Below are the records; work out how many lines among them contain "message", and write nothing besides that number.
========================================================================
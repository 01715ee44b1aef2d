
use tinydb_diagnostic::span::Span;
use tinydb_diagnostic::{Diagnostic, IntoDiagnostic, Snippet};
use tinydb_interner::{InternError, Interner, Istr};

use crate::ast::*;
use crate::lexer::Lexer;
use crate::registry::{Keyword, MetaCommand, Registry, TypeName};
use crate::token::{Token, TokenClass, TokenKind};

#[derive(Debug, Clone, PartialEq, Eq)]
pub struct ParseError {
    pub kind: ParseErrorKind,
    pub span: Span,
}

#[derive(Debug, Clone, PartialEq, Eq)]
pub enum ParseErrorKind {
    Expected {
        expected: Vec<TokenClass>,
        found: TokenKind,
    },

    ExpectedKeyword {
        expected: Keyword,
        found: TokenKind,
    },

    /// A line that starts with neither an identifier nor `.`.
    ExpectedCommand(TokenKind),

    /// A line that starts with an identifier other than `create`.
    UnrecognizedStatement(Istr),

    UnknownTypeName(Istr),
    UnknownMetaCommand(Istr),

    ZeroSize(TypeName),
    SizeTooLarge(u64),

    Intern(InternError),
}

pub type ParseResult<T> = Result<T, ParseError>;

impl ParseError {
    pub fn new(kind: ParseErrorKind, span: Span) -> Self {
        Self { kind, span }
    }

    /// Whether the session has to stop, rather than just this line.
    pub fn is_fatal(&self) -> bool {
        matches!(self.kind, ParseErrorKind::Intern(_))
    }
}

impl ParseErrorKind {
    pub fn message(&self, interner: &Interner) -> String {
        let name = |istr: &Istr| interner.get(*istr).unwrap_or("?");

        match self {
            ParseErrorKind::Expected { expected, found } => format!(
                "expected token {} got {}",
                expected_list(expected),
                found.describe(interner)
            ),
            ParseErrorKind::ExpectedKeyword { expected, found } => format!(
                "expected keyword `{}` got {}",
                expected.as_str(),
                found.describe(interner)
            ),
            ParseErrorKind::ExpectedCommand(found) => {
                format!("expected a command got {}", found.describe(interner))
            }
            ParseErrorKind::UnrecognizedStatement(ident) => {
                format!("unrecognized statement `{}`", name(ident))
            }
            ParseErrorKind::UnknownTypeName(ident) => {
                format!("unknown type name `{}`", name(ident))
            }
            ParseErrorKind::UnknownMetaCommand(ident) => {
                format!("bad metacommand `{}`", name(ident))
            }
            ParseErrorKind::ZeroSize(ty) => format!("size of `{}` must be > 0", ty.as_str()),
            ParseErrorKind::SizeTooLarge(size) => format!("size {size} is too large"),
            ParseErrorKind::Intern(err) => err.to_string(),
        }
    }

    fn label(&self) -> String {
        match self {
            ParseErrorKind::Expected { expected, .. } => {
                format!("expected {}", expected_list(expected))
            }
            ParseErrorKind::ExpectedKeyword { expected, .. } => {
                format!("expected `{}`", expected.as_str())
            }
            ParseErrorKind::ExpectedCommand(_) | ParseErrorKind::UnrecognizedStatement(_) => {
                "expected `create` or `.`".to_owned()
            }
            ParseErrorKind::UnknownTypeName(_) => {
                "expected `int`, `integer`, `char` or `varchar`".to_owned()
            }
            ParseErrorKind::UnknownMetaCommand(_) => "try `.help`".to_owned(),
            _ => String::new(),
        }
    }
}

fn expected_list(expected: &[TokenClass]) -> String {
    expected
        .iter()
        .map(|class| class.name())
        .collect::<Vec<_>>()
        .join(" or ")
}

impl From<InternError> for ParseErrorKind {
    fn from(err: InternError) -> Self {
        ParseErrorKind::Intern(err)
    }
}

impl IntoDiagnostic<Interner> for ParseError {
    fn into_diagnostic(self, interner: &Interner) -> Diagnostic {
        let diagnostic = if self.is_fatal() {
            Diagnostic::fatal()
        } else {
            Diagnostic::error()
        };

        diagnostic
            .with_message(self.kind.message(interner))
            .with_snippet(Snippet::new(self.kind.label(), self.span))
    }
}

/// Recursive-descent parser over a single line.
///
/// Holds exactly one token of lookahead. Parsing stops at the first error;
/// nothing of a malformed line is returned.
pub struct Parser<'a> {
    lexer: Lexer<'a>,
    registry: &'a Registry,

    current: Token,
}

impl<'a> Parser<'a> {
    pub fn new(
        source: &'a str,
        interner: &'a mut Interner,
        registry: &'a Registry,
    ) -> ParseResult<Self> {
        let mut lexer = Lexer::new(source, interner);
        let current = lexer
            .next_token()
            .map_err(|err| ParseError::new(err.into(), lexer.token_span()))?;

        Ok(Self {
            lexer,
            registry,
            current,
        })
    }

    /// Parses a whole line: one command followed by the end of the input.
    pub fn parse(mut self) -> ParseResult<Command> {
        let command = self.parse_command()?;
        self.expect(TokenClass::End)?;
        Ok(command)
    }

    pub fn parse_command(&mut self) -> ParseResult<Command> {
        match self.current.kind {
            TokenKind::End => Ok(Command::Empty),

            TokenKind::Identifier(ident) => match self.registry.keyword(ident) {
                Some(Keyword::Create) => self.parse_create_clause().map(Command::CreateTable),
                _ => Err(self.error(ParseErrorKind::UnrecognizedStatement(ident))),
            },

            TokenKind::Punct(b'.') => self.parse_meta_command().map(Command::Meta),

            found => Err(self.error(ParseErrorKind::ExpectedCommand(found))),
        }
    }

    fn parse_meta_command(&mut self) -> ParseResult<MetaCommand> {
        self.expect(TokenClass::DOT)?;
        let name = self.parse_ident()?;

        self.registry.meta_command(name.ident).ok_or_else(|| {
            ParseError::new(ParseErrorKind::UnknownMetaCommand(name.ident), name.span)
        })
    }

    fn parse_create_clause(&mut self) -> ParseResult<CreateTable> {
        self.expect_keyword(Keyword::Create)?;
        self.expect_keyword(Keyword::Table)?;

        let name = self.parse_ident()?;

        self.expect(TokenClass::LPAREN)?;
        let columns = self.parse_column_list()?;
        self.expect(TokenClass::RPAREN)?;

        Ok(CreateTable { name, columns })
    }

    // Leaves the closing `)` for the caller.
    fn parse_column_list(&mut self) -> ParseResult<Vec<ColumnSpec>> {
        let mut columns = vec![self.parse_column_spec()?];

        loop {
            match self.current.kind.class() {
                TokenClass::COMMA => {
                    self.advance()?;
                    columns.push(self.parse_column_spec()?);
                }
                TokenClass::RPAREN => return Ok(columns),
                _ => return Err(self.error_expected(&[TokenClass::COMMA, TokenClass::RPAREN])),
            }
        }
    }

    fn parse_column_spec(&mut self) -> ParseResult<ColumnSpec> {
        let name = self.parse_ident()?;
        let ty = self.parse_type()?;
        Ok(ColumnSpec { name, ty })
    }

    fn parse_type(&mut self) -> ParseResult<Type> {
        let name = self.parse_ident()?;

        let Some(type_name) = self.registry.type_name(name.ident) else {
            return Err(ParseError::new(
                ParseErrorKind::UnknownTypeName(name.ident),
                name.span,
            ));
        };

        let size = if type_name.is_sized() {
            self.expect(TokenClass::LPAREN)?;
            let (size, span) = self.parse_number()?;
            self.expect(TokenClass::RPAREN)?;

            match usize::try_from(size) {
                Ok(0) => return Err(ParseError::new(ParseErrorKind::ZeroSize(type_name), span)),
                Ok(size) => size,
                Err(_) => return Err(ParseError::new(ParseErrorKind::SizeTooLarge(size), span)),
            }
        } else {
            self.registry.int_size()
        };

        Ok(Type {
            name: name.ident,
            type_name,
            size,
        })
    }

    fn parse_ident(&mut self) -> ParseResult<Ident> {
        match self.current.kind {
            TokenKind::Identifier(ident) => {
                let token = self.advance()?;
                Ok(Ident {
                    ident,
                    span: token.span,
                })
            }
            _ => Err(self.error_expected(&[TokenClass::Identifier])),
        }
    }

    fn parse_number(&mut self) -> ParseResult<(u64, Span)> {
        match self.current.kind {
            TokenKind::Number(n) => {
                let token = self.advance()?;
                Ok((n, token.span))
            }
            _ => Err(self.error_expected(&[TokenClass::Number])),
        }
    }

    fn expect(&mut self, class: TokenClass) -> ParseResult<Token> {
        if self.current.kind.class() == class {
            self.advance()
        } else {
            Err(self.error_expected(&[class]))
        }
    }

    fn expect_keyword(&mut self, keyword: Keyword) -> ParseResult<Token> {
        match self.current.kind {
            TokenKind::Identifier(ident) if self.registry.keyword(ident) == Some(keyword) => {
                self.advance()
            }
            found => Err(self.error(ParseErrorKind::ExpectedKeyword {
                expected: keyword,
                found,
            })),
        }
    }

    /// Consumes the lookahead token and lexes the next one.
    fn advance(&mut self) -> ParseResult<Token> {
        let next = self
            .lexer
            .next_token()
            .map_err(|err| ParseError::new(err.into(), self.lexer.token_span()))?;

        Ok(std::mem::replace(&mut self.current, next))
    }

    fn error_expected(&self, expected: &[TokenClass]) -> ParseError {
        self.error(ParseErrorKind::Expected {
            expected: expected.to_vec(),
            found: self.current.kind,
        })
    }

    fn error(&self, kind: ParseErrorKind) -> ParseError {
        ParseError::new(kind, self.current.span)
    }
}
========================================================================
#### ANSWER TO THE PROBLEM
2